# What is required
Your answer needs to include each line of the records in which the string "wins" can be found.

(Collected data entries)

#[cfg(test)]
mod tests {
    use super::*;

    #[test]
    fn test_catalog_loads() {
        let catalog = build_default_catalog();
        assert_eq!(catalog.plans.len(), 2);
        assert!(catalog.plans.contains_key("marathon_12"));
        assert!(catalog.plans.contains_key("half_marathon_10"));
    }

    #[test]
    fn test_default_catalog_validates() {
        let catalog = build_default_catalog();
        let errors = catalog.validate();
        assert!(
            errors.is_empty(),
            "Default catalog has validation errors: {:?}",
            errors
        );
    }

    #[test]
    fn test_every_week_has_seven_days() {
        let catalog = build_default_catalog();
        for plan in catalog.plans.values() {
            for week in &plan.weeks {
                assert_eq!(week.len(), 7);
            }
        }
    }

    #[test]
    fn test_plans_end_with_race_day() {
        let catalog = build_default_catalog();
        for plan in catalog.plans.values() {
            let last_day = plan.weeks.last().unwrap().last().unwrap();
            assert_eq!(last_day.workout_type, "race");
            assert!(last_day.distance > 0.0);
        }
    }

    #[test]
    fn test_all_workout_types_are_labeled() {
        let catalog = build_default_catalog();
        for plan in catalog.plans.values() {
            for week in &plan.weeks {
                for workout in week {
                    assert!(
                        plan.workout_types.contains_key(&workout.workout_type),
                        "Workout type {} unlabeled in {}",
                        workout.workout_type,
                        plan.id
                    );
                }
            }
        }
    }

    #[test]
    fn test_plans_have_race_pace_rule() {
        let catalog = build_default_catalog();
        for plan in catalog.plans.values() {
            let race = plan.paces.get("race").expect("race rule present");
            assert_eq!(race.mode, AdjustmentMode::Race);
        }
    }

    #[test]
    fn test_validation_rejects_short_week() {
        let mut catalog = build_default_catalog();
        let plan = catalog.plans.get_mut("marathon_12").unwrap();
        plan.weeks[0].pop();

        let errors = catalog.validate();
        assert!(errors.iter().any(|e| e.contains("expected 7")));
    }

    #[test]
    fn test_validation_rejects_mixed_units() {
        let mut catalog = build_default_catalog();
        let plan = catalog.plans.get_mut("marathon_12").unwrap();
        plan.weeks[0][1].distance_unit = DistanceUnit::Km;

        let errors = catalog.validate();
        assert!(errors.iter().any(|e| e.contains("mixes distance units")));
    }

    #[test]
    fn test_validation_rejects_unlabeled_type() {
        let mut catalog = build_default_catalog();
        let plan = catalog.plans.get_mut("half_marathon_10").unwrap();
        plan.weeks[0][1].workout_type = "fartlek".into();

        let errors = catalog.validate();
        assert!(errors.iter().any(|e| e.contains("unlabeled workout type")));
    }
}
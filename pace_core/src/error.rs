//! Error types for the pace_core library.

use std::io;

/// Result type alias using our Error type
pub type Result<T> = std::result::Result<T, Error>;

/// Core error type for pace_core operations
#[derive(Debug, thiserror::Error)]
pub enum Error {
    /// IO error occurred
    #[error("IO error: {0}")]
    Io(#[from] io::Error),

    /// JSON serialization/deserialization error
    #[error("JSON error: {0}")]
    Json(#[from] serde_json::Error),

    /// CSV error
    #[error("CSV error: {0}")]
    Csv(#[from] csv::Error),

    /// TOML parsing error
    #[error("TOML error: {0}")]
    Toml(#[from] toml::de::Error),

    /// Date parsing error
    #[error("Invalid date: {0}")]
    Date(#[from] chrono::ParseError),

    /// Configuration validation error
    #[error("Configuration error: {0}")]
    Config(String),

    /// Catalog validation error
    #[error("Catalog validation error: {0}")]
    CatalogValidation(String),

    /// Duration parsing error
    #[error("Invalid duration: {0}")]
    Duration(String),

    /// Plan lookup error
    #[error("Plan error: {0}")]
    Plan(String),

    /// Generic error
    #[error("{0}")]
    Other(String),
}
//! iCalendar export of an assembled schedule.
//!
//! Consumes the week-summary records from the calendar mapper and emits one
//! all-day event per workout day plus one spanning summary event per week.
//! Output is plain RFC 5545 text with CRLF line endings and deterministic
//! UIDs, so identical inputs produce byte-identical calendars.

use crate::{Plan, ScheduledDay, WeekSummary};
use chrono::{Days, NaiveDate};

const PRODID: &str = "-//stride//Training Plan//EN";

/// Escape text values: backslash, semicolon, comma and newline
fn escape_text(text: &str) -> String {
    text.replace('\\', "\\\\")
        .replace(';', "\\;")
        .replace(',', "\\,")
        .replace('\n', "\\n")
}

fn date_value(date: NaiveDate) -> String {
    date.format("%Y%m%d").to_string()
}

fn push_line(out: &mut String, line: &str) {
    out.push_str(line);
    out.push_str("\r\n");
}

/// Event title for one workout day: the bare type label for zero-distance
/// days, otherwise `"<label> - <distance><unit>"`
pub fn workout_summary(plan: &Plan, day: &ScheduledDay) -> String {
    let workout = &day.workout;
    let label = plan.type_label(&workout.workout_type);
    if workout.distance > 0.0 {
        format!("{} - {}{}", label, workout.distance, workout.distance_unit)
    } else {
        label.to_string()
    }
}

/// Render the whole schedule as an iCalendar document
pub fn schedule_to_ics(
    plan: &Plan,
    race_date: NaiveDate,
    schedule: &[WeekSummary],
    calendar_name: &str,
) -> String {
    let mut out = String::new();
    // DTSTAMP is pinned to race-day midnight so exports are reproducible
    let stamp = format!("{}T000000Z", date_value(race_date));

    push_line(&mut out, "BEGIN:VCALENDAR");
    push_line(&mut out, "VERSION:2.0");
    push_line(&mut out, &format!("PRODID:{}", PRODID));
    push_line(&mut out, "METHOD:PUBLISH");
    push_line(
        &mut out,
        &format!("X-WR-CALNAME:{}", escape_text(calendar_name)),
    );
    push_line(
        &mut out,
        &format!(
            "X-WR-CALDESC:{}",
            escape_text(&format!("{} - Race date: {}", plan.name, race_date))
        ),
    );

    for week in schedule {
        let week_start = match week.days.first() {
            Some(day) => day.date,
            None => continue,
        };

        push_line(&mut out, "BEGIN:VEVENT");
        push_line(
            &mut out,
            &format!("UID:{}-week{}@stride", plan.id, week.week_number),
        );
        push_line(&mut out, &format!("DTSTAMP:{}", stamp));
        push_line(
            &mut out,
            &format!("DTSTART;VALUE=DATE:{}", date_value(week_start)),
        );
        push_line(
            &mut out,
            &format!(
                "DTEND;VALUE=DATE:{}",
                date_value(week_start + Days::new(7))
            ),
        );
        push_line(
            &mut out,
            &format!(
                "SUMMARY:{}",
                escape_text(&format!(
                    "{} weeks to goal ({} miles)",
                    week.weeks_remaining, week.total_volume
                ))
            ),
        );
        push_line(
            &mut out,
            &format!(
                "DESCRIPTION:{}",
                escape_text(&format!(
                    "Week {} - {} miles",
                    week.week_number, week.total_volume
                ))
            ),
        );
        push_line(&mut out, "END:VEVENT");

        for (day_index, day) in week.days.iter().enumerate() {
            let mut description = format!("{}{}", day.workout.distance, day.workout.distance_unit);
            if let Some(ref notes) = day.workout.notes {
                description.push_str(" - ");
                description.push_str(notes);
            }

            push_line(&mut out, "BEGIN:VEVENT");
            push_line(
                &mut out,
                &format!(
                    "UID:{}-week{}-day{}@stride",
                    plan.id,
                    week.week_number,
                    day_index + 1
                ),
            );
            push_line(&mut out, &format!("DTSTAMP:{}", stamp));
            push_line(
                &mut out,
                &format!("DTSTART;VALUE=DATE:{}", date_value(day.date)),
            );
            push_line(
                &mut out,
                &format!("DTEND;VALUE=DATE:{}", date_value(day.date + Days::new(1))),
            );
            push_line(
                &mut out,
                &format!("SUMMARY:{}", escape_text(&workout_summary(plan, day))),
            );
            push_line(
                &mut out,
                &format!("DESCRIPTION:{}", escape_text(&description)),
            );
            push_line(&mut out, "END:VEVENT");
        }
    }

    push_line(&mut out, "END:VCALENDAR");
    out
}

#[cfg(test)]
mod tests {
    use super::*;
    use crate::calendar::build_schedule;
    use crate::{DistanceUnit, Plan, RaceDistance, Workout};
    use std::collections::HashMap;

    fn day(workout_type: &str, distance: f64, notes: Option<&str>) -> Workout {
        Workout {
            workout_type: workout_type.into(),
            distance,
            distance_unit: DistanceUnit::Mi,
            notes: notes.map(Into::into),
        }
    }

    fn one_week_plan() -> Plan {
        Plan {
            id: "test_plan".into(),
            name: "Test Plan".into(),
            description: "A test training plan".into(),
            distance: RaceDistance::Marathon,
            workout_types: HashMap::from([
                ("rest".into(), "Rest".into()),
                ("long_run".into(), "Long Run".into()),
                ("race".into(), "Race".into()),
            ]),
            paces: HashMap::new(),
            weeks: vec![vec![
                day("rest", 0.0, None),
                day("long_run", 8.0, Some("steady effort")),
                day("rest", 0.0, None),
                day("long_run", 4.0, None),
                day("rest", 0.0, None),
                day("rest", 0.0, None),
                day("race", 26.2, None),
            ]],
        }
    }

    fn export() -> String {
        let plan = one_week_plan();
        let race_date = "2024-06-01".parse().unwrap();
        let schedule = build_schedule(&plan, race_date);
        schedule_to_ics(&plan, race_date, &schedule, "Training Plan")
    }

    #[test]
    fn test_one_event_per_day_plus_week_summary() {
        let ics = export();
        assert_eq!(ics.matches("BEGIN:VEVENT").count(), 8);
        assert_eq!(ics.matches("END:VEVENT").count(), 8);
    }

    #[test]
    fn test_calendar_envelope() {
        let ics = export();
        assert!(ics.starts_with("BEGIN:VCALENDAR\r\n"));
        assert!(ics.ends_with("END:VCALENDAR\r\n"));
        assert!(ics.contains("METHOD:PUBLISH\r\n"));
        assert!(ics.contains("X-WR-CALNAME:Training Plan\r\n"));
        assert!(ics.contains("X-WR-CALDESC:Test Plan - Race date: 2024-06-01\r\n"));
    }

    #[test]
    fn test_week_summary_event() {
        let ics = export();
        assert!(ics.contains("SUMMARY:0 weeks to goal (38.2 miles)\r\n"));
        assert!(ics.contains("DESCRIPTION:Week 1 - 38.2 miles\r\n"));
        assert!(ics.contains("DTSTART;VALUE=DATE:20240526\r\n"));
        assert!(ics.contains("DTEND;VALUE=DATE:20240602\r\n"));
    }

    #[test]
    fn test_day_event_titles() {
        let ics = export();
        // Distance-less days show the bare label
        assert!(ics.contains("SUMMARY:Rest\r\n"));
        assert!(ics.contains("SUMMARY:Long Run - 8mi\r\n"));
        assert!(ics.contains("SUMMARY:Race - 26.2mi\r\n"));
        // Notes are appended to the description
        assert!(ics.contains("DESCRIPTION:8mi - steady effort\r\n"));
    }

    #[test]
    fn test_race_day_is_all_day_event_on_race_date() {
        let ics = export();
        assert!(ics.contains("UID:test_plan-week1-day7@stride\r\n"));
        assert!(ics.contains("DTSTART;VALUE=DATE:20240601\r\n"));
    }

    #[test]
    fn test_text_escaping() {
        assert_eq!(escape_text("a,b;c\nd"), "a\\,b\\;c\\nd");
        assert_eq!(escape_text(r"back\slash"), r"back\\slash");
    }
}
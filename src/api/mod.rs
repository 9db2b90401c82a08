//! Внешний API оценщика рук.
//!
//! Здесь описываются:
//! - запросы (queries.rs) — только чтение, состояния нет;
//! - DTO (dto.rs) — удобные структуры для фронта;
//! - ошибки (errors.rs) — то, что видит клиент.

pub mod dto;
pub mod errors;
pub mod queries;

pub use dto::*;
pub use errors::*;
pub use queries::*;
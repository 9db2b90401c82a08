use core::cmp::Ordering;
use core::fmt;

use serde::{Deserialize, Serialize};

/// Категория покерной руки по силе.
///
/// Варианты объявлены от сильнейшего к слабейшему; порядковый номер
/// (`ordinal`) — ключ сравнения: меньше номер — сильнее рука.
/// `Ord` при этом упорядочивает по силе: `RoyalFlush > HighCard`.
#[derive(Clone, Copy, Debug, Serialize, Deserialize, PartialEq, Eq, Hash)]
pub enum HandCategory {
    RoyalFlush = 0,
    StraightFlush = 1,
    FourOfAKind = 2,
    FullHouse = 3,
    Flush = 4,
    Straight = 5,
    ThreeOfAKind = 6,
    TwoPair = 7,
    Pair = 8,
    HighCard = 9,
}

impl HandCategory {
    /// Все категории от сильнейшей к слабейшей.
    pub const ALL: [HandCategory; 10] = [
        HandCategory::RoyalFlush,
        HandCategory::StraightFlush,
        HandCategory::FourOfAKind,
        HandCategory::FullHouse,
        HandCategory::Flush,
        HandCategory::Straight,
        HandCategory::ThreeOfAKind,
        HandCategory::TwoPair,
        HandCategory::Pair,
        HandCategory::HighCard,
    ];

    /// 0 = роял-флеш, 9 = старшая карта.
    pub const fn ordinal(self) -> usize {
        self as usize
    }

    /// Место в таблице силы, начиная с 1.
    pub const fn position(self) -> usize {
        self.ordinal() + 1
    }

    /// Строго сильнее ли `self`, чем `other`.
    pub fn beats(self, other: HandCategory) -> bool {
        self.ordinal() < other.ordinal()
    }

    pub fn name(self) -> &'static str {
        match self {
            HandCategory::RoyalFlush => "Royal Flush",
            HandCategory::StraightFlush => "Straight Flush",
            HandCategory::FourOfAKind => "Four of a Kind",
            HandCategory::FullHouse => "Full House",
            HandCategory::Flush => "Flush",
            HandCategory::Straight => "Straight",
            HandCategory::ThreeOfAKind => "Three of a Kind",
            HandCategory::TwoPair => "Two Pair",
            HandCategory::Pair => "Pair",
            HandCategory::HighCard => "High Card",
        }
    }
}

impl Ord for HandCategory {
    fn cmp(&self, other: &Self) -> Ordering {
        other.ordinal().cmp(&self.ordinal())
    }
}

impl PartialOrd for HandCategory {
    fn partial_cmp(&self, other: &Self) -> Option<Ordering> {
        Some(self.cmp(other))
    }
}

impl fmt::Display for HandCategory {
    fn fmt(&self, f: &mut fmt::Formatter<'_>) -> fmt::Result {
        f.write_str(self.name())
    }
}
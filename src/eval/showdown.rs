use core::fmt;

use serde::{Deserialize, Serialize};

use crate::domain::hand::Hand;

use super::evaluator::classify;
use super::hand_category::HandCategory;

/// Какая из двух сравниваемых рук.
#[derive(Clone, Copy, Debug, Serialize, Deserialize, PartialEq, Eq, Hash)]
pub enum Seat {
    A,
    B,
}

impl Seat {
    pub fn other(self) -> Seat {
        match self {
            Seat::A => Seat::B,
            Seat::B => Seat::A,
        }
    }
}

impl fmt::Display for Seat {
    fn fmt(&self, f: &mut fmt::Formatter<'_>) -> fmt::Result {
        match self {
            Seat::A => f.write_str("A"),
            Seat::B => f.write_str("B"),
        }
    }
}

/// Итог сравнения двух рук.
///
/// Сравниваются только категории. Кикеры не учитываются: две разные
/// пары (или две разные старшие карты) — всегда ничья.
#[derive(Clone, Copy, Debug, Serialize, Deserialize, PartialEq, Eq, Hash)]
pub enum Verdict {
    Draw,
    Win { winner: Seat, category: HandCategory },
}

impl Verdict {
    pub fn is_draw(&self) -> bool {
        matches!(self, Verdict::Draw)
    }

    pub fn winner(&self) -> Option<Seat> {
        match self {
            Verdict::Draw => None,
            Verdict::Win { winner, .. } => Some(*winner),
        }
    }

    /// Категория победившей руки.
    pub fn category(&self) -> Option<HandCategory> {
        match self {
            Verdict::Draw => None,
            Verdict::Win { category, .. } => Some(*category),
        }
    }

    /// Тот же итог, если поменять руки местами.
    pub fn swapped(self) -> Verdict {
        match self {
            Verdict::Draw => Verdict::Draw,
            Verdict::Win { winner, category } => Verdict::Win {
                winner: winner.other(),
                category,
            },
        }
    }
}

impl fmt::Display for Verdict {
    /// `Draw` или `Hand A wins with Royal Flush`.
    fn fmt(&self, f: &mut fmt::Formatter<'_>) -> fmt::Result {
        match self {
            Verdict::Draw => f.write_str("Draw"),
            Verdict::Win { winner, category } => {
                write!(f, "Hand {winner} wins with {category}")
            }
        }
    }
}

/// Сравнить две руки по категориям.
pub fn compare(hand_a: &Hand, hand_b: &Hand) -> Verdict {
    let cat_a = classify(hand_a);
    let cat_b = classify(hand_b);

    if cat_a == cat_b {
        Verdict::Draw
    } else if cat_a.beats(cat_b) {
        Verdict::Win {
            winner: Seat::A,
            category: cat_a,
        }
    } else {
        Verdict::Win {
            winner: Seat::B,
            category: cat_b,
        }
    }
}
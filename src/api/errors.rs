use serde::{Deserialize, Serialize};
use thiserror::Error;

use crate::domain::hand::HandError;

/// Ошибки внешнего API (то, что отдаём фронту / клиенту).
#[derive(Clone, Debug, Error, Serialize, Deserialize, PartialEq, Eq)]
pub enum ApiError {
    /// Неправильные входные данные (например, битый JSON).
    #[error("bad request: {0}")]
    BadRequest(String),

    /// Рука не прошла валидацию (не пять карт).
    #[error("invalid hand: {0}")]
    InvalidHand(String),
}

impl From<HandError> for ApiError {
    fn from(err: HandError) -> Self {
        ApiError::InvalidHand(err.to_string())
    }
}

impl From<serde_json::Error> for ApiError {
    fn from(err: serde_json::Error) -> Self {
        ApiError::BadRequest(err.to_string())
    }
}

# Answer to the exercise
    /// `Draw` или `Hand A wins with Royal Flush`.
                write!(f, "Hand {winner} wins with {category}")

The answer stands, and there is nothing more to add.